# Wanted: Software testers for Open Source Model RR software



## RobertPHeller (Jul 18, 2015)

Hello, I am Robert Heller, owner of Deepwoods Software, and I am looking for people to test my Model RR software package, The Model Railroad System. I am partitularly interested in people to test it under MS-Windows, since I don't have any MS-Windows systems to test it with (I have several Linux systems and one MacMini). Contact info below in my sig.


----------



## redman88 (Nov 25, 2015)

What's the difference between this and JMRI?


----------



## RobertPHeller (Jul 18, 2015)

redman88 said:


> What's the difference between this and JMRI?

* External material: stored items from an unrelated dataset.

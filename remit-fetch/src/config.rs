//! Client configuration.
//!
//! Resolved once at startup and handed to the client explicitly; the client
//! itself never consults the environment.

use std::time::Duration;

use crate::paths::join_url;

/// Default request timeout.
const DEFAULT_TIMEOUT_SECS: u64 = 30;

/// Default delay before the single transport retry.
const DEFAULT_RETRY_BACKOFF_MS: u64 = 1000;

/// User agent string for the Remit client.
const USER_AGENT: &str = concat!("remit/", env!("CARGO_PKG_VERSION"));

/// Settings for [`crate::ApiClient`].
#[derive(Debug, Clone)]
pub struct ClientConfig {
    /// Gateway root, e.g. `https://gateway.example.com`.
    pub gateway_url: String,
    /// API version prefix.
    pub api_prefix: String,
    /// Delay before retrying a failed transport attempt.
    pub retry_backoff: Duration,
    /// Per-request timeout.
    pub timeout: Duration,
    /// Cookie carrying the CSRF token.
    pub csrf_cookie: String,
    /// User agent sent with every request.
    pub user_agent: String,
}

impl ClientConfig {
    /// Creates settings for a gateway with default tuning.
    pub fn new(gateway_url: impl Into<String>) -> Self {
        Self {
            gateway_url: gateway_url.into(),
            api_prefix: "/api/v1".to_string(),
            retry_backoff: Duration::from_millis(DEFAULT_RETRY_BACKOFF_MS),
            timeout: Duration::from_secs(DEFAULT_TIMEOUT_SECS),
            csrf_cookie: "csrf_token".to_string(),
            user_agent: USER_AGENT.to_string(),
        }
    }

    /// Sets the retry backoff.
    #[must_use]
    pub fn with_retry_backoff(mut self, backoff: Duration) -> Self {
        self.retry_backoff = backoff;
        self
    }

    /// Sets the request timeout.
    #[must_use]
    pub fn with_timeout(mut self, timeout: Duration) -> Self {
        self.timeout = timeout;
        self
    }

    /// Sets the CSRF cookie name.
    #[must_use]
    pub fn with_csrf_cookie(mut self, name: impl Into<String>) -> Self {
        self.csrf_cookie = name.into();
        self
    }

    /// Returns the API base: gateway root joined with the prefix.
    pub fn api_base(&self) -> String {
        join_url(&self.gateway_url, &self.api_prefix)
    }
}

impl From<&remit_store::Config> for ClientConfig {
    fn from(config: &remit_store::Config) -> Self {
        Self {
            gateway_url: config.gateway_url.clone(),
            api_prefix: config.api_prefix.clone(),
            retry_backoff: config.retry_backoff(),
            timeout: config.request_timeout(),
            csrf_cookie: config.csrf_cookie.clone(),
            user_agent: USER_AGENT.to_string(),
        }
    }
}

#[cfg(test)]
mod tests {
    use super::*;

    #[test]
    fn test_api_base_normalizes_slashes() {
        assert_eq!(
            ClientConfig::new("https://gw.example.com/").api_base(),
            "https://gw.example.com/api/v1"
        );
        assert_eq!(
            ClientConfig::new("https://gw.example.com").api_base(),
            "https://gw.example.com/api/v1"
        );
    }

    #[test]
    fn test_from_store_config() {
        let mut store_config = remit_store::Config::default();
        store_config.retry_backoff_ms = 10;
        store_config.csrf_cookie = "XSRF-TOKEN".into();

        let config = ClientConfig::from(&store_config);
        assert_eq!(config.retry_backoff, Duration::from_millis(10));
        assert_eq!(config.csrf_cookie, "XSRF-TOKEN");
        assert_eq!(config.api_base(), "http://localhost:8000/api/v1");
    }
}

1) It is coded "closer to the bare metal" -- it is a mix of C++ and Tcl/Tk. It does not need any additional software (eg the JRE) installed and it is faster and uses less system resources (JAVA tends to be something of a pig sometimes). 

2) It includes some applications and libraries the JMRI does not include (and I am not sure will ever include): There is a time table application, a freight car forwarder program (using switch lists). It also has support for the Azatrax collection of USB interface boards (JAVA has poor support for non-TTY USB devices).


----------



## JerryH (Nov 18, 2012)

How does it compare to Train Controller with regard to automated train collision avoidance and transponder equipped decoder locations?


----------



## RobertPHeller (Jul 18, 2015)

JerryH said:


> How does it compare to Train Controller with regard to automated train collision avoidance and transponder equipped decoder locations?


Presently unsupported. If someone can point me at a specification of the interface logic of the transponders, I could write the code to implement it.


----------



## JerryH (Nov 18, 2012)

The ID location is detected by a block detection board and reported via loconet to the PC interface. JMRI and Traincontoller both can use this. Transponding is a Digitrax hardware feature. Both software's use block occupation but the transponding is optional for redundancy to prevent collisions of trains running under computer control.

http://www.digitrax.com/products/transponding/

Link to my software controlled model railroad.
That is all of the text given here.